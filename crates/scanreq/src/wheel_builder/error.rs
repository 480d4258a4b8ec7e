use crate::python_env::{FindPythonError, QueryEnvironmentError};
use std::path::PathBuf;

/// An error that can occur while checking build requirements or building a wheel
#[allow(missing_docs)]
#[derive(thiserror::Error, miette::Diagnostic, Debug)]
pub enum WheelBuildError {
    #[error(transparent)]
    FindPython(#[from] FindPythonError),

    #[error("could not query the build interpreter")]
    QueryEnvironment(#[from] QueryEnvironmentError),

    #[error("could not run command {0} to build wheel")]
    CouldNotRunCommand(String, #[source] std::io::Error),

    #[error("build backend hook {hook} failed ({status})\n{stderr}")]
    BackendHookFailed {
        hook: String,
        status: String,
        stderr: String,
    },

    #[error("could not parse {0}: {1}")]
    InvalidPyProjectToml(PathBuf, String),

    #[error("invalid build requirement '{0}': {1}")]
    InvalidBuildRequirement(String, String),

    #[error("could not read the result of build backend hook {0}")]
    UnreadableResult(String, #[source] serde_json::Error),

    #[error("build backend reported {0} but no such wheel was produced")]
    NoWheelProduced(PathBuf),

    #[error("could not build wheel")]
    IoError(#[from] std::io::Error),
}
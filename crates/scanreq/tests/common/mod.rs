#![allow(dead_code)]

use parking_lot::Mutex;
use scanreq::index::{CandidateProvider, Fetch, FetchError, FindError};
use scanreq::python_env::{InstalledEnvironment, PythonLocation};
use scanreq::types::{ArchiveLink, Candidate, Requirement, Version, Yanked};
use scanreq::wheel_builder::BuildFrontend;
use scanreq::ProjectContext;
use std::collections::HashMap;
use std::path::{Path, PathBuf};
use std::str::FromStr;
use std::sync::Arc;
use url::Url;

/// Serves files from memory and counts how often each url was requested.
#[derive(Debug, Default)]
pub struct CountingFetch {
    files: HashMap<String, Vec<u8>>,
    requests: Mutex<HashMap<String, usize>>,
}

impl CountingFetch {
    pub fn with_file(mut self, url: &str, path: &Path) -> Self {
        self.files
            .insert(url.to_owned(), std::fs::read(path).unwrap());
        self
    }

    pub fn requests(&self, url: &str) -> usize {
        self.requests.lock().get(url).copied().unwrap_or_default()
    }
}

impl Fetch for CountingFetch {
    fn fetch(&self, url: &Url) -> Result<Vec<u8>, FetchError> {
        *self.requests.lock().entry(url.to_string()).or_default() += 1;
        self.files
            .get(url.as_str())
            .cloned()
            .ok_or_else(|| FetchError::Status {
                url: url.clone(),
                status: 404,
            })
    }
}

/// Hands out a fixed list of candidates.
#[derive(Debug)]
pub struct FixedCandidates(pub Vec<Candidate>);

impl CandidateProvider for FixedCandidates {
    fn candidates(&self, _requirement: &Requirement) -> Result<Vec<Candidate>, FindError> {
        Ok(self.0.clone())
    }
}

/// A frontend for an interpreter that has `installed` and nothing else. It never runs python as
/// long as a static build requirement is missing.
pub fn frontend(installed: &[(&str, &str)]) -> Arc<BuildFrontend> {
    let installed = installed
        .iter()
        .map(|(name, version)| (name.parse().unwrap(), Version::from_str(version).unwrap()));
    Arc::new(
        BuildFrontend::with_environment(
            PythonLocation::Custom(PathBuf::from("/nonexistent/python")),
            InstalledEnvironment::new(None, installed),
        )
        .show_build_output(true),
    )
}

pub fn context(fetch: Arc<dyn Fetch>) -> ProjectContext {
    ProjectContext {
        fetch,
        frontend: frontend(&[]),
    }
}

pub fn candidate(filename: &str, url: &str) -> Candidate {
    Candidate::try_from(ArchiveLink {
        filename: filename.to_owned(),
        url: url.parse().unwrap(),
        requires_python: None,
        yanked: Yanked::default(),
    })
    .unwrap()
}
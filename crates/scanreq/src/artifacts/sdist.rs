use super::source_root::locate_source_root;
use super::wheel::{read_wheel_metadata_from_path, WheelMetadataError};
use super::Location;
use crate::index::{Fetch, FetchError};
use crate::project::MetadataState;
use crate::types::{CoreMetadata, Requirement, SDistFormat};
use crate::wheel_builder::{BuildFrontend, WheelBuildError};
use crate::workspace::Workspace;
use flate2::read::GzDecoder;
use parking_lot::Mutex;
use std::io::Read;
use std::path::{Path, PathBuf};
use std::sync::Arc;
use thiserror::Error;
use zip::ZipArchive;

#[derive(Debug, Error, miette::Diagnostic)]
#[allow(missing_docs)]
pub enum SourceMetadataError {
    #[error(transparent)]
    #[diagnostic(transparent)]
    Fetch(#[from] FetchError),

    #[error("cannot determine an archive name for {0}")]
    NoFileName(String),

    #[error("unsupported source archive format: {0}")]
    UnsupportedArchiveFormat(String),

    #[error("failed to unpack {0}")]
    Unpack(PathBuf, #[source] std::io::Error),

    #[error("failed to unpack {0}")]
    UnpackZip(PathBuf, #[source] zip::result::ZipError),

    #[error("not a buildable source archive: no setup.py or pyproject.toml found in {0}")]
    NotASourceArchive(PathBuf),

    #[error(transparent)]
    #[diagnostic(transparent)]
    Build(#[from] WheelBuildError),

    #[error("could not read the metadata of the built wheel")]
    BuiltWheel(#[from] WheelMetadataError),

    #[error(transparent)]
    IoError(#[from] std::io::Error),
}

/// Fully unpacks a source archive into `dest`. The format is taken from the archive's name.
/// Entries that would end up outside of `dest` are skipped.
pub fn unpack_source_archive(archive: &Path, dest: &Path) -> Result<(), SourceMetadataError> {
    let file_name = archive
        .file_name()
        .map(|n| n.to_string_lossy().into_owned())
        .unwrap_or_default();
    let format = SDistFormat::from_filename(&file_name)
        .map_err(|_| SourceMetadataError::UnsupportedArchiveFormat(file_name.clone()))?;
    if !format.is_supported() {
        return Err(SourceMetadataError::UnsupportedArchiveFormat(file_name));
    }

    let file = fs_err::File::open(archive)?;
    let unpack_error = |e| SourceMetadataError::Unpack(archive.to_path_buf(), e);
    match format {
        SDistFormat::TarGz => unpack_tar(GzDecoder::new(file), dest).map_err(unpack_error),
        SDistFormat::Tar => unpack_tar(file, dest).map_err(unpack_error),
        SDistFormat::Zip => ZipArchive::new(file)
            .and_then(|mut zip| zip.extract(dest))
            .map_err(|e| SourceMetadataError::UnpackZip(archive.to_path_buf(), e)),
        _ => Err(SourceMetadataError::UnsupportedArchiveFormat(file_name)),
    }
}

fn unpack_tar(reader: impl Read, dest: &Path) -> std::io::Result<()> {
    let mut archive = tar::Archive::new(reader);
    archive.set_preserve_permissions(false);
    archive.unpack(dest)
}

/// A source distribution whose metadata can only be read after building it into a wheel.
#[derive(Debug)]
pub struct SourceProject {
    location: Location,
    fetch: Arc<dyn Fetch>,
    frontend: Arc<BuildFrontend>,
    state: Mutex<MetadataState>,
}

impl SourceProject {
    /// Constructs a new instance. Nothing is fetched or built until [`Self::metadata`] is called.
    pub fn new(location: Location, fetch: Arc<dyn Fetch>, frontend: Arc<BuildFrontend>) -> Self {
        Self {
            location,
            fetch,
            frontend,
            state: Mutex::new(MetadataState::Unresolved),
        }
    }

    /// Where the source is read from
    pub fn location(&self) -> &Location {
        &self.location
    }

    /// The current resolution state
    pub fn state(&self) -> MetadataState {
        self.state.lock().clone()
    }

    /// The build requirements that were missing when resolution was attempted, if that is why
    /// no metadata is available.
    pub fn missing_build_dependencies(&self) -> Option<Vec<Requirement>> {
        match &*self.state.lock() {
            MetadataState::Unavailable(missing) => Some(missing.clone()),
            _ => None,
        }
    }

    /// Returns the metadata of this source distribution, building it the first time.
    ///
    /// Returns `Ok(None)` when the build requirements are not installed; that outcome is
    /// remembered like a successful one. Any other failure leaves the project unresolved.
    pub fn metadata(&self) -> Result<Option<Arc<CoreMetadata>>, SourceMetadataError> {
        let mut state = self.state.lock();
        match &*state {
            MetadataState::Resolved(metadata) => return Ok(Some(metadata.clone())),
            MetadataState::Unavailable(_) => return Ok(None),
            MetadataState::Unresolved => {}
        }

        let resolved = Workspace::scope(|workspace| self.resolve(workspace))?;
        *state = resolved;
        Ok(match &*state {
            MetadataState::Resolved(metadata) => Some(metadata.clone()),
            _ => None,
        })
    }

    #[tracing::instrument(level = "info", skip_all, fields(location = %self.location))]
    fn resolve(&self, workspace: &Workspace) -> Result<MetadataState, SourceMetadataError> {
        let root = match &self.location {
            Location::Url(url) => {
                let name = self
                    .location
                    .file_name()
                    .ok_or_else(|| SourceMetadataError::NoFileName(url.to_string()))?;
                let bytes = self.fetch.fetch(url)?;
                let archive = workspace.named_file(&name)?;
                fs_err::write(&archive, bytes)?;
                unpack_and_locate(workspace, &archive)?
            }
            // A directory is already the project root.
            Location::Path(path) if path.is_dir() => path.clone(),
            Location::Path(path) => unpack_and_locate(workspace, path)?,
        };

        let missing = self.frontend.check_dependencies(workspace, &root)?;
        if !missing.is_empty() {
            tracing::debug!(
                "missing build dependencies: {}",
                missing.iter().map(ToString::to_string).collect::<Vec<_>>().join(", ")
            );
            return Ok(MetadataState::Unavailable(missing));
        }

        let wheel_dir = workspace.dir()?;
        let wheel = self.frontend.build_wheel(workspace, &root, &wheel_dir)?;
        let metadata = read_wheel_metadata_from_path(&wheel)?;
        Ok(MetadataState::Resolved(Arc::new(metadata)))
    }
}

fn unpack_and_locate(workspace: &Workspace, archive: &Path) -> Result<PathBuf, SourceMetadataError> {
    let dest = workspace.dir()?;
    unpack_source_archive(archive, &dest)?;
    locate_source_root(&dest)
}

*The task:* Set down exactly what runs from the line containing "unpack_source_archive(archive, &dest)?;" through the last line above, both lines included.

*Answer box:*
    unpack_source_archive(archive, &dest)?;
    locate_source_root(&dest)
}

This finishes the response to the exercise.